IF 3.8 2区 医学 Q1 HEALTH CARE SCIENCES & SERVICES Pub Date : 2024-11-04 DOI: 10.2196/57117
Andrea N Neher, Rafael Wespi, Benjamin D Rapphold, Thomas C Sauter, Juliane E Kämmer, Tanja Birrenbach

Background: Effective interprofessional teamwork is vital for ensuring high-quality patient care, especially in emergency medicine. However, interprofessional education often fails to facilitate meaningful interaction among health care disciplines. It is therefore imperative to afford early opportunities for cultivating interprofessional teamwork skills.
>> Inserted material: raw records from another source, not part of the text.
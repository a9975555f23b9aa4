#![forbid(unsafe_code)]
//! Linear sparse cache over a byte-addressable stream.
//!
//! [`LinearCache`] keeps an ordered, gapless list of [`Block`]s covering
//! `[0, frontier)` followed by a single terminal `End` block. The list is the
//! only record of what is known about the backing stream: which ranges are
//! held in memory, which are known but not fetched, and how far the known
//! extent reaches.
//!
//! # Invariants
//!
//! After every mutation:
//! - offsets strictly increase and `block[i].end_offset() == block[i + 1].offset()`;
//! - exactly one `End` block, last, with `End.offset == frontier`;
//! - no two adjacent blocks share a kind.
//!
//! Merging is checked only at the boundaries a mutation touched.
//!
//! # Concurrency
//!
//! The block list sits behind a [`parking_lot::RwLock`]. Worker threads
//! mutate it through [`LinearCache::add_data`] and friends while foreground
//! readers call [`LinearCache::get_part`]/[`LinearCache::blocks`]; every
//! public method takes the lock once, so each observes a consistent list.

mod block;

pub use block::{Block, BlockKind};

use lsc_error::{LscError, Result};
use lsc_types::{Clock, LogicalClock, Timestamp, checked_end, checked_offset};
use parking_lot::RwLock;
use std::fmt;
use std::sync::Arc;
use tracing::{debug, trace};

/// The block list proper. All structural edits live here.
#[derive(Debug)]
struct BlockList {
    blocks: Vec<Block>,
}

impl BlockList {
    fn empty(timestamp: Timestamp) -> Self {
        Self {
            blocks: vec![Block::End {
                offset: 0,
                timestamp,
            }],
        }
    }

    fn seeded(size: u64, timestamp: Timestamp) -> Self {
        if size == 0 {
            return Self::empty(timestamp);
        }
        Self {
            blocks: vec![
                Block::Uncached { offset: 0, size },
                Block::End {
                    offset: size,
                    timestamp,
                },
            ],
        }
    }

    fn frontier(&self) -> u64 {
        self.blocks.last().map_or(0, Block::offset)
    }

    /// Index of the block containing `offset`.
    fn locate(&self, offset: u64) -> usize {
        // blocks[0] starts at 0, so the partition point is at least 1.
        self.blocks
            .partition_point(|b| b.offset() <= offset)
            .saturating_sub(1)
    }

    /// Ensure a block boundary at `offset`; returns the index of the block
    /// starting there.
    fn split_at(&mut self, offset: u64) -> Result<usize> {
        let idx = self.locate(offset);
        if self.blocks[idx].offset() == offset {
            return Ok(idx);
        }
        let right = self.blocks[idx].split_off(offset)?;
        trace!(target: "lsc::cache", offset, index = idx, "split_block");
        self.blocks.insert(idx + 1, right);
        Ok(idx + 1)
    }

    /// Index of the `End` block, which also becomes the index of the gap
    /// opened when the frontier advances.
    fn end_index(&self) -> usize {
        self.blocks.len() - 1
    }

    /// Advance the frontier to `offset` by splitting `End`, coalescing the
    /// new gap with a trailing uncached block.
    fn extend_to(&mut self, offset: u64) -> Result<bool> {
        if offset <= self.frontier() {
            return Ok(false);
        }
        let end_idx = self.end_index();
        self.split_at(offset)?;
        self.merge_left(end_idx);
        Ok(true)
    }

    /// Merge `blocks[idx]` into `blocks[idx - 1]` when they share a kind.
    fn merge_left(&mut self, idx: usize) -> bool {
        if idx == 0 || idx >= self.blocks.len() {
            return false;
        }
        let (head, tail) = self.blocks.split_at_mut(idx);
        if head[idx - 1].absorb(&mut tail[0]) {
            self.blocks.remove(idx);
            return true;
        }
        false
    }

    /// Replace `[offset, end)` with `replacement` and merge at both edges.
    fn replace_range(&mut self, offset: u64, end: u64, replacement: Block) -> Result<()> {
        let first = self.split_at(offset)?;
        let last = self.split_at(end)?;
        if last <= first {
            return Err(LscError::MalformedRange { offset, end });
        }
        self.blocks.splice(first..last, std::iter::once(replacement));
        self.merge_left(first + 1);
        self.merge_left(first);
        Ok(())
    }

    fn add_data(&mut self, offset: u64, data: Vec<u8>, timestamp: Timestamp) -> Result<()> {
        let end = checked_end(offset, data.len() as u64)?;
        let end_idx = self.end_index();
        let gap = offset > self.frontier();
        let extends = end > self.frontier();
        self.replace_range(
            offset,
            end,
            Block::Cached {
                offset,
                data,
                timestamp,
            },
        )?;
        if gap {
            self.merge_left(end_idx);
        }
        if extends {
            if let Some(Block::End { timestamp: t, .. }) = self.blocks.last_mut() {
                *t = timestamp;
            }
        }
        Ok(())
    }

    fn del_range(&mut self, offset: u64, end: u64) -> Result<bool> {
        if end < offset {
            return Err(LscError::MalformedRange { offset, end });
        }
        let end = end.min(self.frontier());
        if offset >= end {
            return Ok(false);
        }
        self.replace_range(
            offset,
            end,
            Block::Uncached {
                offset,
                size: end - offset,
            },
        )?;
        Ok(true)
    }

    fn truncate(&mut self, offset: u64, timestamp: Timestamp) -> Result<bool> {
        if offset >= self.frontier() {
            return Ok(false);
        }
        let idx = self.split_at(offset)?;
        self.blocks.truncate(idx);
        self.blocks.push(Block::End { offset, timestamp });
        Ok(true)
    }

    /// At most `size` bytes at `offset`, trimmed to one kind.
    fn get_part(&self, offset: u64, size: u64) -> Block {
        if offset >= self.frontier() {
            return Block::Uncached { offset, size };
        }
        match &self.blocks[self.locate(offset)] {
            Block::Cached {
                offset: start,
                data,
                timestamp,
            } => {
                #[expect(clippy::cast_possible_truncation)] // offset lies inside data
                let skip = (offset - start) as usize;
                let take = usize::try_from(size).unwrap_or(usize::MAX).min(data.len() - skip);
                Block::Cached {
                    offset,
                    data: data[skip..skip + take].to_vec(),
                    timestamp: *timestamp,
                }
            }
            other => Block::Uncached {
                offset,
                size: size.min(other.end_offset() - offset),
            },
        }
    }

    fn check(&self) -> std::result::Result<(), String> {
        let Some(last) = self.blocks.last() else {
            return Err("block list is empty".to_owned());
        };
        if !last.is_end() {
            return Err(format!("last block is not End: {last}"));
        }
        let mut expected = 0_u64;
        for (i, block) in self.blocks.iter().enumerate() {
            if block.offset() != expected {
                return Err(format!(
                    "block {i} ({block}) starts at {:#x}, expected {expected:#x}",
                    block.offset()
                ));
            }
            if block.is_end() && i + 1 != self.blocks.len() {
                return Err(format!("End block at index {i} is not last"));
            }
            if !block.is_end() && block.size() == 0 {
                return Err(format!("block {i} ({block}) is empty"));
            }
            if i > 0 && self.blocks[i - 1].kind() == block.kind() {
                return Err(format!("blocks {} and {i} share a kind", i - 1));
            }
            expected = block.end_offset();
        }
        Ok(())
    }
}

/// Thread-safe linear sparse cache.
pub struct LinearCache {
    list: RwLock<BlockList>,
    clock: Arc<dyn Clock>,
}

impl fmt::Debug for LinearCache {
    fn fmt(&self, f: &mut fmt::Formatter<'_>) -> fmt::Result {
        let list = self.list.read();
        f.debug_struct("LinearCache")
            .field("frontier", &list.frontier())
            .field("blocks", &list.blocks.len())
            .field("clock", &self.clock)
            .finish()
    }
}

impl fmt::Display for LinearCache {
    fn fmt(&self, f: &mut fmt::Formatter<'_>) -> fmt::Result {
        let list = self.list.read();
        write!(f, "linear_cache(frontier={:#X}, blocks=[", list.frontier())?;
        for (i, block) in list.blocks.iter().enumerate() {
            if i > 0 {
                f.write_str(", ")?;
            }
            write!(f, "{block}")?;
        }
        f.write_str("])")
    }
}

impl Default for LinearCache {
    fn default() -> Self {
        Self::new(Arc::new(LogicalClock::new()))
    }
}

impl LinearCache {
    /// Empty cache: a lone `End` at offset 0.
    #[must_use]
    pub fn new(clock: Arc<dyn Clock>) -> Self {
        Self {
            list: RwLock::new(BlockList::empty(Timestamp::ZERO)),
            clock,
        }
    }

    /// Cache pre-seeded with `Uncached(0, size)` for a stream whose length
    /// is known up front.
    #[must_use]
    pub fn with_known_size(size: u64, clock: Arc<dyn Clock>) -> Self {
        Self {
            list: RwLock::new(BlockList::seeded(size, Timestamp::ZERO)),
            clock,
        }
    }

    #[must_use]
    pub fn clock(&self) -> &Arc<dyn Clock> {
        &self.clock
    }

    /// Current frontier (known extent).
    #[must_use]
    pub fn size(&self) -> u64 {
        self.list.read().frontier()
    }

    /// Snapshot of the whole block list, offset 0 through `End`.
    #[must_use]
    pub fn blocks(&self) -> Vec<Block> {
        self.list.read().blocks.clone()
    }

    /// The block containing `offset` and its index. `End` contains every
    /// offset at or past the frontier.
    pub fn locate(&self, offset: i64) -> Result<(Block, usize)> {
        let offset = checked_offset(offset)?;
        let list = self.list.read();
        let idx = list.locate(offset);
        Ok((list.blocks[idx].clone(), idx))
    }

    /// Describe at most `size` bytes starting at `offset`.
    ///
    /// The result never crosses a kind boundary; callers advance by the
    /// returned block's size to cover larger ranges. Offsets at or past the
    /// frontier come back as `Uncached` of the full requested size.
    pub fn get_part(&self, offset: i64, size: u64) -> Result<Block> {
        let offset = checked_offset(offset)?;
        Ok(self.list.read().get_part(offset, size))
    }

    /// Describe `[offset, offset + size)` as consecutive parts, all taken
    /// from one snapshot of the list.
    pub fn get(&self, offset: i64, size: u64) -> Result<Vec<Block>> {
        let mut offset = checked_offset(offset)?;
        checked_end(offset, size)?;
        let list = self.list.read();
        let mut parts = Vec::new();
        let mut remaining = size;
        while remaining > 0 {
            let part = list.get_part(offset, remaining);
            let n = part.size();
            parts.push(part);
            offset += n;
            remaining -= n;
        }
        Ok(parts)
    }

    /// Ensure a block boundary exists at `offset`.
    ///
    /// Past the frontier this splits `End`, advancing the frontier and
    /// leaving an `Uncached` span before the new `End`; returns `true`.
    /// At or inside the frontier it changes nothing: interior boundaries
    /// are placed by the mutation that needs them and merged away again,
    /// so no two neighbours ever share a kind.
    pub fn split_at(&self, offset: u64) -> Result<bool> {
        let mut list = self.list.write();
        let grew = list.extend_to(offset)?;
        if grew {
            debug!(target: "lsc::cache", frontier = offset, "extend_frontier");
        }
        Ok(grew)
    }

    /// Record `data` at `offset`, stamped with the current logical time.
    pub fn add_data(&self, data: Vec<u8>, offset: u64) -> Result<()> {
        let timestamp = self.clock.now();
        self.add_data_with_timestamp(data, offset, timestamp)
    }

    /// Record `data` at `offset` with an explicit timestamp.
    ///
    /// Overwrites whatever the range held, merges with same-kind
    /// neighbours, and advances the frontier when the data reaches past it.
    pub fn add_data_with_timestamp(
        &self,
        data: Vec<u8>,
        offset: u64,
        timestamp: Timestamp,
    ) -> Result<()> {
        if data.is_empty() {
            return Ok(());
        }
        let len = data.len();
        let mut list = self.list.write();
        list.add_data(offset, data, timestamp)?;
        debug!(
            target: "lsc::cache",
            offset,
            len,
            timestamp = timestamp.0,
            frontier = list.frontier(),
            blocks = list.blocks.len(),
            "add_data"
        );
        Ok(())
    }

    /// Invalidate `size` bytes at `offset`. The range is clipped to the
    /// frontier; returns whether anything was invalidated.
    pub fn del_range(&self, offset: i64, size: u64) -> Result<bool> {
        let start = checked_offset(offset)?;
        self.invalidate(start, start.saturating_add(size))
    }

    /// Invalidate `[offset, end_offset)`, clipped to the frontier.
    pub fn del_range_to(&self, offset: i64, end_offset: i64) -> Result<bool> {
        let start = checked_offset(offset)?;
        let end = checked_offset(end_offset)?;
        self.invalidate(start, end)
    }

    fn invalidate(&self, offset: u64, end: u64) -> Result<bool> {
        let mut list = self.list.write();
        let changed = list.del_range(offset, end)?;
        debug!(
            target: "lsc::cache",
            offset,
            end,
            changed,
            frontier = list.frontier(),
            blocks = list.blocks.len(),
            "del_range"
        );
        Ok(changed)
    }

    /// Lower the frontier to `offset`, discarding everything past it.
    ///
    /// Used when the backing stream turns out to end earlier than the cache
    /// believed. No-op at or beyond the current frontier.
    pub fn truncate(&self, offset: u64) -> Result<bool> {
        let mut list = self.list.write();
        let old = list.frontier();
        if offset >= old {
            return Ok(false);
        }
        let changed = list.truncate(offset, self.clock.now())?;
        debug!(target: "lsc::cache", old_frontier = old, frontier = offset, "truncate");
        Ok(changed)
    }

    /// Verify the block-list invariants, describing the first violation.
    pub fn check_invariants(&self) -> std::result::Result<(), String> {
        self.list.read().check()
    }
}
While in-person simulation-based training has been shown to improve performance, this is resource-intensive, especially if it involves multiple professions. Virtual reality (VR)-based training is an innovative instructional approach that demands fewer resources and offers the flexibility of location-independent learning.

Objective: This study aimed to develop and evaluate the acceptance, learning outcome, and feasibility of an interprofessional team (INTEAM) training course that included a VR simulation of a neurological emergency case.

Methods: This 1-group study used a pre- and posttest design to evaluate the 2-hour INTEAM training course for nursing and medical students. The course included an e-learning part, VR simulation, and debriefing. The main learning objectives were derived from the entrustable professional activity 6, namely to handle a common problem in emergency medicine (headache due to subarachnoid hemorrhage and epileptic seizure) that requires interprofessional collaboration, including a structured handover. We used validated and self-constructed questionnaires, pre- and posttests, and open questions to assess the acceptance, learning outcome, and feasibility of the course.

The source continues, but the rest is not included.